Epithelial mesenchymal transition(EMT) is a key process in the development of pulmonary fibrosis (PF). Our previous studies have shown that nuclear factor erythroid 2 related factor 2 (Nrf2), an important regulator of antioxidant defence, alleviates the EMT in BLM-induced mouse models of PF. In recent work, Numb, a cell fate determinant, has been shown to appear even more frequently in PF or emphysema, but the relationship between Nrf2 and Numb is still unknown.
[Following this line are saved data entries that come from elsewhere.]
//! Exponential backoff for idempotent authority calls.
//!
//! A call is repeated only while it fails with a retryable [`ClientError`];
//! rejections and unreadable replies return at once.

use std::future::Future;
use std::time::Duration;

use tracing::warn;

use crate::error::{ClientError, Result};

/// First delay; each further attempt doubles it.
const BASE_DELAY: Duration = Duration::from_millis(200);

/// Doubling stops here (200ms << 6 = 12.8s).
const MAX_SHIFT: u32 = 6;

#[derive(Debug, Clone, Copy)]
pub(crate) struct Backoff {
    retries: u32,
    base: Duration,
}

impl Backoff {
    /// Allow `retries` repeats after the first attempt.
    pub(crate) fn new(retries: u32) -> Self {
        Self {
            retries,
            base: BASE_DELAY,
        }
    }

    fn delay(&self, attempt: u32) -> Duration {
        self.base.saturating_mul(1 << attempt.min(MAX_SHIFT))
    }

    /// Run `call` until it succeeds, fails for good, or retries run out.
    pub(crate) async fn run<T, F, Fut>(&self, endpoint: &str, call: F) -> Result<T>
    where
        F: Fn() -> Fut,
        Fut: Future<Output = Result<T>>,
    {
        let mut attempt = 0;
        loop {
            match call().await {
                Err(e) if e.is_retryable() && attempt < self.retries => {
                    let delay = self.delay(attempt);
                    attempt += 1;
                    warn!(
                        endpoint,
                        attempt,
                        retries = self.retries,
                        ?delay,
                        error = %e,
                        "authority call failed, backing off"
                    );
                    tokio::time::sleep(delay).await;
                }
                outcome => return outcome,
            }
        }
    }
}
//! HTTP transport to a live authority.

use async_trait::async_trait;
use serde::de::DeserializeOwned;
use tracing::{debug, warn};

use crate::config::ClientConfig;
use crate::error::{ClientError, Result};
use crate::messages::{routes, ErrorReply, NewInvoice, NewInvoiceReply, VersionReply};
use crate::retry::Backoff;
use crate::transport::Transport;

/// [`Transport`] over HTTPS with JSON bodies.
#[derive(Debug, Clone)]
pub struct HttpTransport {
    http: reqwest::Client,
    config: ClientConfig,
}

impl HttpTransport {
    /// Build a transport from configuration.
    pub fn new(config: ClientConfig) -> Result<Self> {
        let http = reqwest::Client::builder()
            .timeout(config.timeout)
            .danger_accept_invalid_certs(config.skip_tls_verify)
            .build()
            .map_err(|e| ClientError::transport(config.host.as_str(), e))?;
        Ok(Self { http, config })
    }

    pub fn config(&self) -> &ClientConfig {
        &self.config
    }
}

#[async_trait]
impl Transport for HttpTransport {
    async fn version(&self) -> Result<VersionReply> {
        let url = self.config.endpoint(routes::VERSION);
        debug!(%url, "requesting authority version");

        let (http, url) = (&self.http, &url);
        Backoff::new(self.config.max_retries)
            .run(routes::VERSION, move || async move {
                let resp = http
                    .get(url)
                    .send()
                    .await
                    .map_err(|e| ClientError::transport(routes::VERSION, e))?;
                read_reply(routes::VERSION, resp).await
            })
            .await
    }

    async fn new_invoice(&self, request: &NewInvoice) -> Result<NewInvoiceReply> {
        let url = self.config.endpoint(routes::NEW_INVOICE);
        debug!(%url, files = request.files.len(), "submitting invoice");

        // Never retried: a lost reply does not mean a lost submission.
        let resp = self
            .http
            .post(&url)
            .json(request)
            .send()
            .await
            .map_err(|e| ClientError::transport(routes::NEW_INVOICE, e))?;
        read_reply(routes::NEW_INVOICE, resp).await
    }
}

async fn read_reply<T: DeserializeOwned>(endpoint: &str, resp: reqwest::Response) -> Result<T> {
    let status = resp.status();
    let body = resp
        .bytes()
        .await
        .map_err(|e| ClientError::transport(endpoint, e))?;

    if status.is_client_error() {
        let (code, context) = match serde_json::from_slice::<ErrorReply>(&body) {
            Ok(reply) => (reply.error_code, reply.error_context),
            Err(_) => (0, vec![body_text(&body)]),
        };
        warn!(endpoint, status = status.as_u16(), code, "authority rejected request");
        return Err(ClientError::Server {
            endpoint: endpoint.to_string(),
            status: status.as_u16(),
            code,
            context,
        });
    }
    if !status.is_success() {
        // A 5xx says nothing about whether the request was applied.
        warn!(endpoint, status = status.as_u16(), "upstream failure");
        return Err(ClientError::Upstream {
            endpoint: endpoint.to_string(),
            status: status.as_u16(),
            message: body_text(&body),
        });
    }

    serde_json::from_slice(&body).map_err(|e| ClientError::InvalidResponse {
        endpoint: endpoint.to_string(),
        message: e.to_string(),
    })
}

fn body_text(body: &[u8]) -> String {
    String::from_utf8_lossy(body).trim().to_string()
}
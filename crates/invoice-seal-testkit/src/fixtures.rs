//! Test fixtures and helpers.
//!
//! Common setup code for integration tests: a submitter identity, an
//! in-memory authority, and a scratch directory for attachments.

use std::path::PathBuf;
use std::sync::Arc;

use invoice_seal::{Submitter, SubmitterConfig};
use invoice_seal_client::MemoryAuthority;
use invoice_seal_core::{Identity, InvoicePeriod};
use tempfile::TempDir;

use crate::vectors::INVOICE_CSV;

/// A submitter, an authority, and a scratch directory.
pub struct TestFixture {
    pub identity: Identity,
    pub authority: Arc<MemoryAuthority>,
    pub dir: TempDir,
}

impl TestFixture {
    /// Create a new test fixture with random keys.
    pub fn new() -> std::io::Result<Self> {
        Ok(Self {
            identity: Identity::generate(),
            authority: Arc::new(MemoryAuthority::generate()),
            dir: tempfile::tempdir()?,
        })
    }

    /// Create with deterministic submitter and authority keys.
    pub fn with_seeds(submitter: [u8; 32], authority: [u8; 32]) -> std::io::Result<Self> {
        Ok(Self {
            identity: Identity::from_seed(&submitter),
            authority: Arc::new(MemoryAuthority::new(Identity::from_seed(&authority))),
            dir: tempfile::tempdir()?,
        })
    }

    /// A submitter talking to this fixture's authority.
    pub fn submitter(&self) -> Submitter<Arc<MemoryAuthority>> {
        self.submitter_with(SubmitterConfig::default())
    }

    pub fn submitter_with(&self, config: SubmitterConfig) -> Submitter<Arc<MemoryAuthority>> {
        Submitter::new(
            Arc::clone(&self.authority),
            Some(self.identity.clone()),
            config,
        )
    }

    /// The authority key, hex encoded.
    pub fn authority_key(&self) -> String {
        self.authority.public_key_hex()
    }

    /// Write an attachment into the scratch directory.
    pub fn write_attachment(&self, name: &str, data: &[u8]) -> std::io::Result<PathBuf> {
        let path = self.dir.path().join(name);
        std::fs::write(&path, data)?;
        Ok(path)
    }

    /// The sample invoice table.
    pub fn sample_csv(&self) -> &'static [u8] {
        INVOICE_CSV.as_bytes()
    }
}

/// The period the sample invoice is billed for.
pub fn sample_period() -> InvoicePeriod {
    InvoicePeriod { month: 1, year: 2019 }
}

/// Create identities for several submitters sharing one authority.
pub fn multi_submitter_fixtures(count: usize) -> (Arc<MemoryAuthority>, Vec<Identity>) {
    let authority = Arc::new(MemoryAuthority::generate());
    let identities = (0..count)
        .map(|i| {
            let mut seed = [0u8; 32];
            seed[..8].copy_from_slice(&(i as u64).to_le_bytes());
            Identity::from_seed(&seed)
        })
        .collect();
    (authority, identities)
}
//! # invoice-seal core
//!
//! Pure primitives for sealed invoice submission: digests, structured
//! invoice records, file bundles, Merkle commitments, and censorship record
//! verification.
//!
//! This crate contains no I/O, no networking, and no logging. It is pure
//! computation over byte payloads and keys.
//!
//! ## Key Types
//!
//! - [`InvoiceInput`] - Structured invoice record parsed from a CSV table
//! - [`FileDescriptor`] - One file of a bundle: name, media type, digest, payload
//! - [`SubmissionBundle`] - Ordered files plus the submitter's signature
//! - [`CensorshipRecord`] - The authority's signed receipt
//!
//! ## Commitment
//!
//! The submitter signs the hex Merkle root of the file digests (see
//! [`merkle`]); the authority signs that root followed by its token. The
//! verifier in [`verify`] recomputes both from the files alone.

pub mod bundle;
pub mod canonical;
pub mod crypto;
pub mod error;
pub mod merkle;
pub mod mime;
pub mod receipt;
pub mod record;
pub mod signing;
pub mod types;
pub mod verify;

pub use bundle::{leading_invoice, BundleBuilder, BundlePolicy, FileDescriptor, SubmissionBundle};
pub use canonical::{canonical_invoice_bytes, INVOICE_FILE_NAME};
pub use crypto::{Ed25519PublicKey, Ed25519Signature, Identity, Sha256Digest};
pub use error::{CoreError, PolicyError, RecordError, SigningError, VerificationError};
pub use merkle::{files_merkle_root, merkle_root};
pub use mime::detect_media_type;
pub use receipt::{CensorshipRecord, SubmissionRecord};
pub use record::{parse_invoice_csv, write_invoice_csv, CsvPolicy, InvoiceInput, LineItem};
pub use signing::sign_merkle_root;
pub use types::{InvoicePeriod, LineItemType};
pub use verify::{
    verify_censorship_record, verify_file_digests, verify_submission_record,
    verify_submitter_signature,
};
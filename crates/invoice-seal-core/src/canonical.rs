//! Canonical byte encodings.
//!
//! Everything that is digested or signed is produced here, so signer and
//! verifier can never disagree about the bytes:
//!
//! - The invoice record is compact JSON with a fixed field order
//!   (`month`, `year`, `lineitems`; items as `linenumber`, `type`, `subtype`,
//!   `description`, `proposaltoken`, `hours`, `totalcost`).
//! - The submitter signs the lowercase hex text of the Merkle root.
//! - The authority signs the hex root text followed by the token text.

use crate::crypto::Sha256Digest;
use crate::error::CoreError;
use crate::record::InvoiceInput;

/// Reserved file name of the structured record inside a bundle.
pub const INVOICE_FILE_NAME: &str = "invoice.json";

/// Encode an invoice record to its canonical bytes.
pub fn canonical_invoice_bytes(invoice: &InvoiceInput) -> Result<Vec<u8>, CoreError> {
    serde_json::to_vec(invoice).map_err(|e| CoreError::EncodingError(e.to_string()))
}

/// Decode an invoice record from the bytes of an `invoice.json` file.
pub fn decode_invoice(bytes: &[u8]) -> Result<InvoiceInput, CoreError> {
    serde_json::from_slice(bytes).map_err(|e| CoreError::EncodingError(e.to_string()))
}

/// The message a submitter signs: hex(root).
pub fn merkle_signing_message(root: &Sha256Digest) -> Vec<u8> {
    root.to_hex().into_bytes()
}

/// The message the authority signs: hex(root) || token.
pub fn censorship_message(merkle_hex: &str, token: &str) -> Vec<u8> {
    let mut buf = Vec::with_capacity(merkle_hex.len() + token.len());
    buf.extend_from_slice(merkle_hex.as_bytes());
    buf.extend_from_slice(token.as_bytes());
    buf
}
To further explore the role of Numb in PF, bleomycin (BLM) was intratracheally injected into both Nrf2-knockout (Nrf2 −/− ) and wild-type mice to enable the assessment of the relationship between the Nrf2 antioxidant pathway, Numb and EMT. Rat type II alveolar epithelial cells (RLE-6TN) and human epithelial cells (A549) were treated with the Nrf2 activator sulforaphane, or transfected with Nrf2 and Numb siRNAs to determine the level of influence of Numb on EMT induced by TGF-β1. This study revealed that BLM-induced EMT and lung fibrosis were more severe in Nrf2 −/− mice compared to wild-type mice and interestingly Numb expression was upregulated at day 7 in the fibrosis model with also a protective increase in the level of Nrf2. In vitro , sulforaphane treatment attenuated TGF-β1-induced EMT accompanied by the further up-regulation of Numb. However, when Numb was silenced, the therapeutic effect of sulforaphane on the progression of EMT in RLE-6TN and A549 cells was attenuated in vitro . These findings suggest that the Nrf2 antioxidant pathway suppresses epithelial-mesenchymal transition through regulating Numb during pulmonary fibrosis.